With the MPS, the car is able to drive itself through a narrow street by avoiding obstructions, drive through the revolving gate of an underground parking lot, or drive backwards at a dead end where two cars are facing each other. All these are made possible at the press of a button.
Hyundai Mobis developed this technology using its own software logic and mass-produced ultrasonic sensors. This technology is based on the fact that, while RADAR and LiDAR sensors are useful for recognizing objects located far away or in high-speed driving, ultrasonic sensors are more suitable for narrow streets or underground parking lots. The ultrasonic sensors recognize objects over a short distance, while the software logic and the control system perform self-driving.
One of the core technologies of this system is Narrow Space Assistance (NSA). The car needs only 16 inches of extra space on both sides to drive through a narrow street by itself.
Another core technology is Reverse Assistance (RA). It records the car’s travel route on a real-time basis and creates the reverse route by itself at the press of a button. The steering wheel and vehicle speed are controlled automatically.

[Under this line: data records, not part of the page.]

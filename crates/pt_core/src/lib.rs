//! # pt_core - Deterministic Pitch Tendency & Fatigue Analytics
//!
//! This library converts a sequence of discrete pitch observations into
//! situational tendency statistics, segmented trend signals and
//! confidence-gated recommendations usable for live in-game decisions.
//!
//! ## Properties
//! - 100% deterministic: identical input always gives identical output
//! - Works on small, noisy samples and degrades gracefully instead of
//!   guessing when a partition is too thin
//! - Pure functions over a fully materialized event list; no shared state,
//!   no caching, O(n log n) per analysis in the scoped event count
//! - JSON API for easy integration with host applications

pub mod analysis;
pub mod api;
pub mod config;
pub mod data;
pub mod error;
pub mod models;

// Re-export the main entry points.
pub use analysis::{
    analyze, analyze_game, assess_fatigue, build_advice, AnalysisResult, CoachingAdvice,
    FatigueAssessment, GameAnalysis, HeuristicProxy, ProxyModel, QualityTier, WarningLevel,
};
pub use api::{
    analyze_game_json, analyze_pitcher_json, assess_fatigue_json, coaching_advice_json,
    SCHEMA_VERSION,
};
pub use config::AnalysisConfig;
pub use data::{EventStore, InMemoryEventStore};
pub use error::{CoreError, Result};
pub use models::{BatterSide, Count, PitchEvent, PitchResult};
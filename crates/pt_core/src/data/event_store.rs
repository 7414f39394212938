//! Pitch event accessor.

use crate::models::PitchEvent;

/// External source of ordered pitch events.
///
/// Implementations return owned snapshots; the core never mutates events or
/// holds references into the store across calls.
pub trait EventStore {
    /// All events for a pitcher, in stored order.
    fn events_by_pitcher(&self, pitcher_id: &str) -> Vec<PitchEvent>;

    /// The subset of a pitcher's events belonging to one game.
    fn events_by_pitcher_and_game(&self, pitcher_id: &str, game_id: &str) -> Vec<PitchEvent> {
        self.events_by_pitcher(pitcher_id)
            .into_iter()
            .filter(|e| e.game_id == game_id)
            .collect()
    }
}

/// Simple vector-backed store for tests, tooling and embedding callers.
#[derive(Debug, Clone, Default)]
pub struct InMemoryEventStore {
    events: Vec<PitchEvent>,
}

impl InMemoryEventStore {
    pub fn new() -> Self {
        Self::default()
    }

    pub fn from_events(events: Vec<PitchEvent>) -> Self {
        Self { events }
    }

    pub fn push(&mut self, event: PitchEvent) {
        self.events.push(event);
    }

    pub fn len(&self) -> usize {
        self.events.len()
    }

    pub fn is_empty(&self) -> bool {
        self.events.is_empty()
    }

    pub fn events(&self) -> &[PitchEvent] {
        &self.events
    }
}

impl EventStore for InMemoryEventStore {
    fn events_by_pitcher(&self, pitcher_id: &str) -> Vec<PitchEvent> {
        self.events
            .iter()
            .filter(|e| e.pitcher_id == pitcher_id)
            .cloned()
            .collect()
    }
}
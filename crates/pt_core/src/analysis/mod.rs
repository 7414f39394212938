//! # Analysis Module
//!
//! The analytics core: pure, deterministic functions from an ordered pitch
//! event list to tendency statistics, predictions, trend segments, a fatigue
//! assessment and a coaching advisory.
//!
//! ## Submodules
//!
//! - `aggregate` - Generic frequency/percentage tallies over partitions
//! - `tendencies` - Tendency snapshot (`analyze`, `analyze_game`)
//! - `prediction` - Sample-size-gated situational predictions
//! - `trend` - Fixed-window segmentation and the heuristic proxy series
//! - `fatigue` - Rule-table fatigue scoring (`assess_fatigue`)
//! - `advisory` - Threshold-driven coaching advisory (`build_advice`)
//!
//! Every function here recomputes from scratch: identical input gives
//! identical output, and nothing is cached between calls.

pub mod advisory;
pub mod aggregate;
pub mod fatigue;
pub mod prediction;
pub mod tendencies;
pub mod trend;

pub use advisory::{build_advice, build_advice_with, CoachingAdvice};
pub use aggregate::{CategoryCount, CategoryShare, Dominant, PartitionTally};
pub use fatigue::{
    assess_fatigue, assess_fatigue_with, FatigueAssessment, FatigueIndicator, Severity,
    WarningLevel,
};
pub use prediction::{predict, Prediction, Predictions};
pub use tendencies::{
    analyze, analyze_game, analyze_game_with, analyze_with, AnalysisResult, GameAnalysis,
    QualityTier,
};
pub use trend::{segment, HeuristicProxy, ProxyModel, TrendSegment};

Aside from the MPS, various other technologies for safety and convenience have been integrated into the system, thereby further enhancing the competitiveness of the driver assistance solution.
The Remote Smart Parking Assistance (RSPA) system is capable of parking a car at a right angle or in parallel by finding an empty space when the driver is out of the car and presses the remote. 3D Surround View Monitor (SVM) provides a better parking experience by showing the area 360 degrees around the car three-dimensionally. Rear-autonomous Emergency Braking (R-AEB) is also noticeable.
Hyundai Mobis says it will pre-emptively suggest global automakers apply related technologies. The application scope will be expanded to purpose-built vehicles (PBV) as well as large SUVs whose popularity is now growing rapidly, it says.